Tate recorded a few more singles for Lloyd Price's label, Turntable, before reuniting briefly with Ragovoy for sessions on Atlantic. After one more single on Epic in 1974, Tate all but vanished. Despite his success, he was unhappy with how the music business was treating him, never having seen any royalties.
Tate sold securities in the New Jersey and Philadelphia areas into the 1980s when he succumbed to substance abuse and endured a very tumultuous period of homelessness and personal loss. He turned his life around and began work as a minister and counselor in the early 1990s. Then in 2001, a musician Tate had toured with back in the 1960s saw him in a supermarket and within hours Tate's old producer, Jerry Ragovoy, was calling, resulting in a return to the studio for the Grammy-nominated Rediscovered. He followed up with Howard Tate Live in 2006, A Portrait Of Howard - with guests Lou Reed, Carla Bley and Larry Goldings - in 2007 and Blue Day in 2008.

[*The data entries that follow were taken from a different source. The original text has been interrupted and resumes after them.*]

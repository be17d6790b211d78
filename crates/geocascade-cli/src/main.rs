//! geocode — resolve an address to coordinates with provider fallback.

mod cli;
mod commands;
mod report;

use clap::Parser;
use cli::{Cli, USAGE};
use geocascade_core::ProviderRegistry;
use geocascade_provider::EnvCredentials;

#[tokio::main(flavor = "current_thread")]
async fn main() -> anyhow::Result<()> {
    let cli = Cli::parse();

    // Initialize logging. Stdout is reserved for the JSON result.
    if cli.verbose {
        tracing_subscriber::fmt()
            .with_env_filter("geocode=debug,geocascade_core=debug,geocascade_provider=debug")
            .with_writer(std::io::stderr)
            .init();
    }

    let registry = ProviderRegistry::builtin();
    let credentials = EnvCredentials;

    if cli.list_providers {
        commands::list::run(&registry, &credentials);
        return Ok(());
    }

    let Some(address) = cli.address() else {
        eprintln!("{USAGE}");
        std::process::exit(1);
    };

    if let Err(err) = commands::resolve::run(&registry, &credentials, &cli.provider, &address).await
    {
        if let Some(exit_err) = err.downcast_ref::<commands::ExitError>() {
            eprintln!("{}", exit_err.message);
            std::process::exit(exit_err.code);
        }
        return Err(err);
    }

    Ok(())
}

Music luminaries have recognized and celebrated Tate's trademark voice throughout the years, with Elvis Costello calling him "the missing link between Jackie Wilson and Al Green." Among the well-known musicians that have covered songs originally recorded by Tate are Joplin ("Get It While You Can"), Jimi Hendrix ("Stop"), Hugh Masekela ("Stop"), B.B. King ("Ain't Nobody Home"), Ry Cooder ("Look At Granny Run Run") and Grand Funk Railroad ("Look At Granny Run Run").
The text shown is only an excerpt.